= Frank Gulotta =

American judge

Frank A. Gulotta (June 4, 1907 – December 10, 1989) was a New York Supreme Court, Appellate Division judge, and a Nassau County district attorney.

==Biography==

Gulotta was born in Brooklyn, New York in 1907 to Italian immigrant parents. He graduated from Newtown High School in Queens. He graduated from St. John's University Law School, and was admitted to the bar in 1932. He entered government service as Lynbrook village counsel and a zoning board member in the late 1930s.

A Major in the U.S. Army during World War II, he won three battle stars for service in Africa and Italy. He was also an assistant district attorney from 1938–1949, when Gov. Thomas E. Dewey appointed him district attorney for Nassau County.

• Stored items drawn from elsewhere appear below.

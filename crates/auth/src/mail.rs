//! Outbound mail.

use std::sync::atomic::{AtomicBool, Ordering};
use std::sync::Arc;

use async_trait::async_trait;
use carelink_config::MailConfig;
use lettre::{
    message::{header::ContentType, Mailbox},
    transport::smtp::authentication::Credentials,
    AsyncSmtpTransport, AsyncTransport, Message, Tokio1Executor,
};
use thiserror::Error;
use tokio::sync::Mutex;
use tracing::{debug, info, warn};

#[derive(Debug, Clone, PartialEq)]
pub struct Email {
    pub to: String,
    pub subject: String,
    pub body: String,
}

#[derive(Debug, Error)]
pub enum MailError {
    #[error("mail delivery failed: {0}")]
    Delivery(String),
    #[error("invalid mail address `{address}`: {reason}")]
    InvalidAddress { address: String, reason: String },
    #[error("mail transport misconfigured: {0}")]
    Transport(String),
}

#[async_trait]
pub trait Mailer: Send + Sync {
    async fn send(&self, email: Email) -> Result<(), MailError>;
}

/// Picks the SMTP mailer when a relay host is configured and the log mailer
/// otherwise.
pub fn mailer_from_config(config: &MailConfig) -> Result<Arc<dyn Mailer>, MailError> {
    match config.smtp_host.as_deref() {
        Some(host) if !host.trim().is_empty() => {
            info!(host, port = config.smtp_port, "delivering mail over smtp");
            Ok(Arc::new(SmtpMailer::from_config(host.trim(), config)?))
        }
        _ => {
            warn!("no smtp host configured, outbound mail is only logged");
            Ok(Arc::new(LogMailer::new(config.from_address.clone())))
        }
    }
}

fn mailbox(address: &str) -> Result<Mailbox, MailError> {
    address
        .parse::<Mailbox>()
        .map_err(|error| MailError::InvalidAddress {
            address: address.to_string(),
            reason: error.to_string(),
        })
}

/// Delivers mail through an SMTP relay.
pub struct SmtpMailer {
    from: Mailbox,
    transport: AsyncSmtpTransport<Tokio1Executor>,
}

impl SmtpMailer {
    pub fn from_config(host: &str, config: &MailConfig) -> Result<Self, MailError> {
        let builder = if config.smtp_starttls {
            AsyncSmtpTransport::<Tokio1Executor>::starttls_relay(host)
                .map_err(|error| MailError::Transport(error.to_string()))?
        } else {
            AsyncSmtpTransport::<Tokio1Executor>::builder_dangerous(host)
        };
        let mut builder = builder.port(config.smtp_port);
        if let Some(username) = config.smtp_username.as_deref() {
            let password = config.smtp_password.clone().unwrap_or_default();
            builder = builder.credentials(Credentials::new(username.to_string(), password));
        }

        Ok(Self {
            from: mailbox(&config.from_address)?,
            transport: builder.build(),
        })
    }
}

#[async_trait]
impl Mailer for SmtpMailer {
    async fn send(&self, email: Email) -> Result<(), MailError> {
        let message = Message::builder()
            .from(self.from.clone())
            .to(mailbox(&email.to)?)
            .subject(email.subject)
            .header(ContentType::TEXT_PLAIN)
            .body(email.body)
            .map_err(|error| MailError::Delivery(error.to_string()))?;

        self.transport
            .send(message)
            .await
            .map_err(|error| MailError::Delivery(error.to_string()))?;
        debug!(to = %email.to, "mail delivered");
        Ok(())
    }
}

/// Writes mail headers to the log instead of delivering them. Bodies carry
/// reset tokens and are never logged.
pub struct LogMailer {
    from: String,
}

impl LogMailer {
    pub fn new(from: impl Into<String>) -> Self {
        Self { from: from.into() }
    }
}

#[async_trait]
impl Mailer for LogMailer {
    async fn send(&self, email: Email) -> Result<(), MailError> {
        info!(
            from = %self.from,
            to = %email.to,
            subject = %email.subject,
            "outbound mail not delivered"
        );
        Ok(())
    }
}

/// Keeps sent mails in memory. Can be switched to fail every delivery.
#[derive(Default)]
pub struct MemoryMailer {
    sent: Mutex<Vec<Email>>,
    failing: AtomicBool,
}

impl MemoryMailer {
    pub fn new() -> Self {
        Self::default()
    }

    pub fn set_failing(&self, failing: bool) {
        self.failing.store(failing, Ordering::SeqCst);
    }

    pub async fn sent(&self) -> Vec<Email> {
        self.sent.lock().await.clone()
    }
}

#[async_trait]
impl Mailer for MemoryMailer {
    async fn send(&self, email: Email) -> Result<(), MailError> {
        if self.failing.load(Ordering::SeqCst) {
            return Err(MailError::Delivery("mailer is switched off".to_string()));
        }
        self.sent.lock().await.push(email);
        Ok(())
    }
}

In 1956, in the biggest case of his career, Gulotta prosecuted Angelo LaMarca in the kidnap-murder of 33-day-old Peter Weinberger; LaMarca was executed. Gulotta held the district attorney office until 1958, when he was first elected to the state's Supreme Court. He joined the Appellate Division in 1971 and retired in 1977. He was a senior associate justice until 1983.

==Death==
Gulotta died from complications of diabetes at Franklin Hospital Medical Center in Valley Stream, New York on December 10, 1989, aged 82. He was survived by his wife, a brother, 3 children and 6 grandchildren.

==Children==
One of his sons, Thomas, was the Republican county executive of Nassau County, New York from 1987 to 2001. Another, Frank Gulotta, Jr. was a Nassau County judge as of 2006.